## Task to complete
Each line in the entries below that holds the string "into" is to be listed.

Material to process START

extern crate proc_macro;

use proc_macro::TokenStream;
use proc_macro2::{Span, TokenStream as TokenStream2};
use quote::quote;
use syn::{GenericArgument, ItemFn, PathArguments, ReturnType, Type, parse_macro_input, parse_quote};

/// #[boundary] - Run a function under the `fallible` boundary adapter
///
/// This macro transforms a function returning `Result<T, E>` into one
/// returning `fallible::Outcome<T, fallible::Error>`. The original body runs
/// through `fallible::attempt` (or `fallible::attempt_async` for an
/// `async fn`), so both an `Err` and a panic come back as a `Failure`.
///
/// Example:
/// ```rust,ignore
/// #[boundary]
/// fn read_config(path: &str) -> Result<String, std::io::Error> {
///     std::fs::read_to_string(path)
/// }
///
/// // read_config now returns Outcome<String, fallible::Error>
/// ```
///
/// `return` and `?` inside the body keep their meaning: they leave the
/// original body with a `Result`, which is then converted.
#[proc_macro_attribute]
pub fn boundary(args: TokenStream, item: TokenStream) -> TokenStream {
    if !args.is_empty() {
        return syn::Error::new(Span::call_site(), "#[boundary] does not take arguments")
            .to_compile_error()
            .into();
    }

    let input_fn = parse_macro_input!(item as ItemFn);
    match expand_boundary(input_fn) {
        Ok(expanded) => expanded.into(),
        Err(err) => err.to_compile_error().into(),
    }
}

fn expand_boundary(input_fn: ItemFn) -> syn::Result<TokenStream2> {
    let ItemFn {
        attrs,
        vis,
        mut sig,
        block,
    } = input_fn;

    let original_return = match &sig.output {
        ReturnType::Type(_, ty) => ty.clone(),
        ReturnType::Default => {
            return Err(syn::Error::new_spanned(
                &sig,
                "#[boundary] functions must return `Result<T, E>`",
            ));
        }
    };

    let (ok_type, err_type) = result_arguments(&original_return).ok_or_else(|| {
        syn::Error::new_spanned(
            &original_return,
            "#[boundary] functions must return `Result<T, E>`",
        )
    })?;
    // Aliases such as `io::Result<T>` leave the error type to inference
    let err_type = err_type.map_or_else(|| quote!(_), |ty| quote!(#ty));

    sig.output = parse_quote!(-> ::fallible::Outcome<#ok_type, ::fallible::Error>);

    let body = if sig.asyncness.is_some() {
        quote! {
            ::fallible::attempt_async::<#ok_type, #err_type, _>(async move #block).await
        }
    } else {
        quote! {
            ::fallible::attempt(move || -> #original_return #block)
        }
    };

    Ok(quote! {
        #(#attrs)*
        #vis #sig {
            #body
        }
    })
}

/// Extract `T` and, when present, `E` from a `Result<T, E>` type
fn result_arguments(ty: &Type) -> Option<(Type, Option<Type>)> {
    let Type::Path(type_path) = ty else {
        return None;
    };
    let segment = type_path.path.segments.last()?;
    if segment.ident != "Result" {
        return None;
    }
    let PathArguments::AngleBracketed(generics) = &segment.arguments else {
        return None;
    };

    let mut types = generics.args.iter().filter_map(|arg| match arg {
        GenericArgument::Type(ty) => Some(ty.clone()),
        _ => None,
    });
    let ok_type = types.next()?;
    Some((ok_type, types.next()))
}

// No tests in proc macro crate - they can't use the macros defined here.
// The expansions are covered by tests/boundary_macro.rs in the fallible crate.
// The rejected inputs have no compile-fail harness; each one is reported
// as a spanned compile error:
// - `#[boundary(anything)]`: "#[boundary] does not take arguments"
// - `fn f() { .. }` (no return type): "#[boundary] functions must return `Result<T, E>`",
//   spanned on the signature
// - `fn f() -> Option<u8>` (any non-`Result` type): the same message, spanned on the type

Material to process END

## Result of the task
/// This macro transforms a function returning `Result<T, E>` into one
            .into();
        Ok(expanded) => expanded.into(),
        Err(err) => err.to_compile_error().into(),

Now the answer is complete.